If you've been to India you will appreciate the vast chunks of this book that deal with lying around waiting for somewhere to open or lunch to finish or 'payment' to be made or whatever.
Slowly is the key word in this particular title.
Mirror to Damascus, by Colin Thubron is the description of a year the author spent in the Syrian capital. It is very early Thubron, and he starts to pick at many of the themes he deals with in his later writing - theories of migration and nomadic culture, the spread of Islam, the great trade routes of Asia and their impact on history. Much of what he discusses in this book is returned to in his brilliant quartet of books about Asia.
It is really interesting, when you read a lot of travel literature, you start to encounter varied descriptions of the same place. It can be quite disconcerting.
Currently I am reading a book about the Queen of Sheba written by a Californian documentary maker with a writing style that is hampered by the lens he uses instead of a pen. The writer, whose name I am too lazy to go to the sitting room to look up, describes Damascus as a Russian engineered concrete monstrosity that surrounds an impressive mosque.
It is itself an impressive description. Memorable. If surrounded by a mass of visual concrete that would be great on a storyboard but is not so good in a book format.
It also destroys the heart of Thubron's description of the same city.
Thubron's description of the city is magical. His Damascus is layered from the inside out, from the bottom up, from the outside in, from the ceiling to the ground, from the sepulchre to the minaret. There is not a layer or cross hatch of the city that he doesn't turn his attention to during his year.
The blurb on the back describes it as a 'work of love' and it is definitely a paeon. But Thubron's style is so classical and clear that the love doesn't ever veer the prose near the colour purple.
Mirror to Damascus was published in 1967, a couple of years after Newby's Ganges adventure.
It is an altogether different type of adventure, more Victorian in its style and length. Colin Thubron takes rooms in the city for a year and burrows down through the history, geography, archaeology and other aspects of this ancient city and culture, trying to pin down the city's soul, and by doing so, perhaps the soul of Middle Eastern Islam.
If we want to figure out the dichotomy in architectural descriptions, maybe it's time-bound.

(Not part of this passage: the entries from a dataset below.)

use std::collections::HashMap;
use std::fmt;

use serde_json::Value;

use super::{content_lines, regex, ParseError};
use crate::store::{self, StateStore};
use crate::railway::ScanError;

pub type TrackId = String;
pub type SegmentId = String;
pub type TrainId = String;
pub type SignalId = String;

/// A segment addressed by its track. Also used as a train position.
#[derive(Debug, Clone, PartialEq, Eq, Hash, PartialOrd, Ord)]
pub struct SegmentRef {
    pub track: TrackId,
    pub segment: SegmentId,
}

impl SegmentRef {
    pub fn new(track: &str, segment: &str) -> SegmentRef {
        SegmentRef { track: track.to_string(), segment: segment.to_string() }
    }
}

impl fmt::Display for SegmentRef {
    fn fmt(&self, f: &mut fmt::Formatter) -> fmt::Result {
        write!(f, "{}/{}", self.track, self.segment)
    }
}

#[derive(Debug, Clone)]
pub struct Track {
    pub id: TrackId,
    pub segments: Vec<SegmentId>,
}

/// Tracks and their ordered segments. Fixed for the lifetime of a run.
#[derive(Debug, Clone, Default)]
pub struct Topology {
    tracks: Vec<Track>,
    names: HashMap<TrackId, usize>,
}

impl Topology {
    pub fn new(tracks: Vec<Track>) -> Result<Topology, ParseError> {
        let mut names = HashMap::new();
        for (idx, track) in tracks.iter().enumerate() {
            if names.insert(track.id.clone(), idx).is_some() {
                return Err(ParseError::Duplicate("track", track.id.clone()));
            }
            let mut seen = Vec::with_capacity(track.segments.len());
            for seg in &track.segments {
                if seen.contains(&seg) {
                    return Err(ParseError::Duplicate("segment",
                                                     format!("{}/{}", track.id, seg)));
                }
                seen.push(seg);
            }
        }
        Ok(Topology { tracks, names })
    }

    // Store keys are unique per level, so tracks read from a store need no
    // duplicate check.
    fn indexed(tracks: Vec<Track>) -> Topology {
        let names = tracks.iter().enumerate().map(|(idx, t)| (t.id.clone(), idx)).collect();
        Topology { tracks, names }
    }

    pub fn tracks(&self) -> &[Track] {
        &self.tracks
    }

    pub fn track(&self, id: &str) -> Option<&Track> {
        self.names.get(id).map(|&idx| &self.tracks[idx])
    }

    pub fn contains(&self, track: &str, segment: &str) -> bool {
        self.track(track).map(|t| t.segments.iter().any(|s| s == segment)).unwrap_or(false)
    }

    /// Every segment, track by track in load order.
    pub fn segments<'a>(&'a self) -> impl Iterator<Item = SegmentRef> + 'a {
        self.tracks.iter().flat_map(|t| t.segments.iter().map(move |s| SegmentRef::new(&t.id, s)))
    }
}

/// Parses the topology format, one track per line:
///
/// * track T1 S5 S6 S7 S8
/// * track T2 S1 S2 S3 S4
///
pub fn parse_topology(input: &str) -> Result<Topology, ParseError> {
    let track_re = regex(r"^track\s+(?P<id>[\w\-\.]+)(?P<segments>(?:\s+[\w\-\.]+)*)$")?;
    let mut tracks = Vec::new();
    for (lineno, line) in content_lines(input) {
        match track_re.captures(line) {
            Some(groups) => tracks.push(Track {
                id: groups["id"].to_string(),
                segments: groups["segments"].split_whitespace().map(|s| s.to_string()).collect(),
            }),
            None => return Err(ParseError::Unrecognized(lineno, line.to_string())),
        }
    }
    Topology::new(tracks)
}

/// Reads the topology back from the `tracks` collection of a store. Tracks
/// without a `segments` collection are skipped. Segment order is the
/// store's key order.
pub fn topology_from_store<S: StateStore>(store: &S) -> Result<Topology, ScanError> {
    let mut tracks = Vec::new();
    for (id, track) in store.read_collection(store::TRACKS)? {
        match track.get("segments") {
            Some(Value::Object(segments)) => tracks.push(Track {
                id,
                segments: segments.keys().cloned().collect(),
            }),
            _ => warn!("Track {} has no segments, skipping.", id),
        }
    }
    Ok(Topology::indexed(tracks))
}

/// Parses a manual override of the form `T2/S3=1`.
pub fn parse_override(input: &str) -> Result<(SegmentRef, bool), ParseError> {
    let re = regex(r"^\s*(?P<track>[\w\-\.]+)/(?P<segment>[\w\-\.]+)\s*=\s*(?P<value>[01]|true|false)\s*$")?;
    match re.captures(input) {
        Some(groups) => Ok((SegmentRef::new(&groups["track"], &groups["segment"]),
                            &groups["value"] == "1" || &groups["value"] == "true")),
        None => Err(ParseError::Unrecognized(1, input.to_string())),
    }
}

Perhaps the mid-sixties was a halcyon period before the advent of the Soviet engineers that seem to have destroyed all of Thubron's travel adventures ever since.
In summation, you need to be a Thubron fan, or an Orientalist, or a fan of esoteric musings grouped around a single theme (I am trying to be all of these things) to like this book.

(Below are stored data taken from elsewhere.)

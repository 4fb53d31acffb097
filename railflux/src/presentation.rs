//! Read access and manual overrides for a display or control panel.
//!
//! Overrides go through `SegmentRegistry::set_occupied`, the same path the
//! occupancy tracker uses. Writes from a panel and from the scan loop are
//! last-write-wins; nothing here locks the store.

use serde_json::Value;

use crate::input::signals::SignalRuleSet;
use crate::input::topology::{SegmentId, SignalId, Topology};
use crate::railway::registry::SegmentRegistry;
use crate::railway::{Logger, NotFound, ScanError};
use crate::store::{self, StateStore, StoreError};

pub struct Panel<S> {
    registry: SegmentRegistry<S>,
    signals: Vec<SignalId>,
}

impl<S: StateStore> Panel<S> {
    pub fn new(topology: Topology, rules: &SignalRuleSet, store: S) -> Panel<S> {
        Panel {
            registry: SegmentRegistry::new(topology, store),
            signals: rules.definitions().iter().map(|d| d.id.clone()).collect(),
        }
    }

    /// Overrides made through this panel are reported to `logger`.
    pub fn with_logger(self, logger: Logger) -> Panel<S> {
        Panel { registry: self.registry.with_logger(logger), signals: self.signals }
    }

    pub fn occupied(&self, track: &str, segment: &str) -> Result<bool, ScanError> {
        self.registry.get_occupied(track, segment)
    }

    /// Occupancy of every segment of a track, in track order.
    pub fn track_occupancy(&self, track: &str) -> Result<Vec<(SegmentId, bool)>, ScanError> {
        let mut result = Vec::new();
        for seg in self.registry.segments_of(track)? {
            result.push((seg.clone(), self.registry.get_occupied(track, seg)?));
        }
        Ok(result)
    }

    /// Current status code of a signal, `None` if it was never published.
    pub fn aspect(&self, signal: &str) -> Result<Option<i64>, ScanError> {
        if !self.signals.iter().any(|s| s == signal) {
            return Err(NotFound::Signal(signal.to_string()).into());
        }
        let path = store::status_path(signal);
        match self.registry.store().read(&path)? {
            None => Ok(None),
            Some(Value::Number(ref n)) if n.is_i64() => Ok(n.as_i64()),
            Some(other) => Err(StoreError::Corrupt(path, other.to_string()).into()),
        }
    }

    pub fn request_occupied(&self, track: &str, segment: &str, occupied: bool) -> Result<(), ScanError> {
        info!("Manual override: {}/{} occupied={}", track, segment, occupied);
        self.registry.set_occupied(track, segment, occupied)
    }
}

#[cfg(test)]
mod tests {
    use super::*;
    use crate::input::signals::parse_signals;
    use crate::input::topology::parse_topology;
    use crate::store::MemoryStore;
    use crate::input::topology::SegmentRef;
    use crate::output::history::ScanLogEvent;
    use serde_json::json;
    use std::cell::RefCell;
    use std::rc::Rc;

    fn panel(store: MemoryStore) -> Panel<MemoryStore> {
        let topology = parse_topology("track T2 S1 S2 S3 S4").unwrap();
        let rules = parse_signals("signal 1 track T2 any S1 S2 S3").unwrap();
        Panel::new(topology, &rules, store)
    }

    #[test]
    fn override_is_visible_through_the_store() {
        let store = MemoryStore::new();
        let p = panel(store.clone());
        p.request_occupied("T2", "S3", true).unwrap();
        assert_eq!(store.read("tracks/T2/segments/S3/occupied").unwrap(), Some(json!(true)));
        assert_eq!(p.track_occupancy("T2").unwrap(), vec![
            ("S1".to_string(), false), ("S2".to_string(), false),
            ("S3".to_string(), true), ("S4".to_string(), false),
        ]);
    }

    #[test]
    fn override_of_unknown_segment_fails() {
        let p = panel(MemoryStore::new());
        assert!(p.request_occupied("T2", "S9", true).is_err());
        assert!(p.request_occupied("T7", "S1", true).is_err());
    }

    #[test]
    fn aspects() {
        let store = MemoryStore::new();
        let p = panel(store.clone());
        assert_eq!(p.aspect("1").unwrap(), None);
        store.write("signals/1/status", json!(1)).unwrap();
        assert_eq!(p.aspect("1").unwrap(), Some(1));
        match p.aspect("9") {
            Err(ScanError::NotFound(NotFound::Signal(_))) => {},
            x => panic!("unexpected {:?}", x),
        }
    }

    #[test]
    fn overrides_are_logged() {
        let log = Rc::new(RefCell::new(Vec::new()));
        let sink = log.clone();
        let p = panel(MemoryStore::new())
            .with_logger(Box::new(move |e: ScanLogEvent| sink.borrow_mut().push(e)));
        p.request_occupied("T2", "S3", true).unwrap();
        p.request_occupied("T2", "S3", true).unwrap();
        assert_eq!(*log.borrow(), vec![ScanLogEvent::Occupied(SegmentRef::new("T2", "S3"), true)]);
    }
}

Ideally, you should read it in Damascus.
Finally, my travel literature collection expanded by one more book in 2008. This time it was an early publication by my beloved Jonathan Raban. I chanced upon his Hunting Mr. Heartbreak one day in Doull's, to my great joy.

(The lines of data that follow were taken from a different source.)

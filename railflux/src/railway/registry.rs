use serde_json::Value;

use super::{Logger, NotFound, ScanError};
use crate::input::topology::{SegmentId, SegmentRef, Topology};
use crate::output::history::ScanLogEvent;
use crate::store::{self, StateStore, StoreError};

/// Segment occupancy over a fixed topology. The flags themselves live in the
/// state store; `set_occupied` is the only place they are written.
pub struct SegmentRegistry<S> {
    topology: Topology,
    store: S,
    logger: Option<Logger>,
}

impl<S: StateStore> SegmentRegistry<S> {
    pub fn new(topology: Topology, store: S) -> SegmentRegistry<S> {
        SegmentRegistry { topology, store, logger: None }
    }

    pub fn with_logger(mut self, logger: Logger) -> SegmentRegistry<S> {
        self.logger = Some(logger);
        self
    }

    pub fn topology(&self) -> &Topology {
        &self.topology
    }

    pub fn store(&self) -> &S {
        &self.store
    }

    pub fn log(&self, event: ScanLogEvent) {
        if let Some(ref logger) = self.logger {
            logger(event);
        }
    }

    /// Checks that the segment exists in the topology.
    pub fn resolve(&self, track: &str, segment: &str) -> Result<(), ScanError> {
        let t = self.topology.track(track)
            .ok_or_else(|| NotFound::Track(track.to_string()))?;
        if !t.segments.iter().any(|s| s == segment) {
            return Err(NotFound::Segment(SegmentRef::new(track, segment)).into());
        }
        Ok(())
    }

    pub fn segments_of(&self, track: &str) -> Result<&[SegmentId], ScanError> {
        match self.topology.track(track) {
            Some(t) => Ok(&t.segments),
            None => Err(NotFound::Track(track.to_string()).into()),
        }
    }

    pub fn get_occupied(&self, track: &str, segment: &str) -> Result<bool, ScanError> {
        self.resolve(track, segment)?;
        self.read_flag(&store::occupied_path(track, segment))
    }

    pub fn set_occupied(&self, track: &str, segment: &str, occupied: bool) -> Result<(), ScanError> {
        self.resolve(track, segment)?;
        let path = store::occupied_path(track, segment);
        let before = self.read_flag(&path)?;
        self.store.write(&path, Value::Bool(occupied))?;
        if before != occupied {
            debug!("Segment {}/{} {}", track, segment, if occupied { "occupied" } else { "freed" });
            self.log(ScanLogEvent::Occupied(SegmentRef::new(track, segment), occupied));
        }
        Ok(())
    }

    /// Writes `occupied = false` for every segment that has no flag in the
    /// store yet. Existing flags are left alone. Returns the number written.
    pub fn initialize(&self) -> Result<usize, ScanError> {
        let mut written = 0;
        for seg in self.topology.segments() {
            let path = store::occupied_path(&seg.track, &seg.segment);
            if self.store.read(&path)?.is_none() {
                self.store.write(&path, Value::Bool(false))?;
                written += 1;
            }
        }
        info!("Initialized {} segment flags.", written);
        Ok(written)
    }

    // A missing flag reads as free.
    fn read_flag(&self, path: &str) -> Result<bool, ScanError> {
        match self.store.read(path)? {
            None => Ok(false),
            Some(Value::Bool(b)) => Ok(b),
            Some(other) => Err(StoreError::Corrupt(path.to_string(), other.to_string()).into()),
        }
    }
}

Hunting Mr. Heartbreak is Raban's take on the States. The eponymous Mr. Heartbreak is Hector St. John de Crevecouer, a fellow emigrant who wrote about how wonderful it was to move to the newly formed United States.
All the great writers have to do the States. All of them have to do it their way. Raban, being Raban, has to approach it from the sea. He leaves England on a ro-ro called The Atlantic Conveyor. Because of this, and because of his tracing of a previous emigrant, the opening sentence is a reworking of the classic, 'having arrived in Liverpool, I took passage for the New World.
Happily for Queenie, The Atlantic Conveyor stops in Halifax port before it heads to New York (oh, why don't more of them do that!!), so she has the wonderful surprise of having her favourite travel writer describe the city in which she lives as he found it in 1990.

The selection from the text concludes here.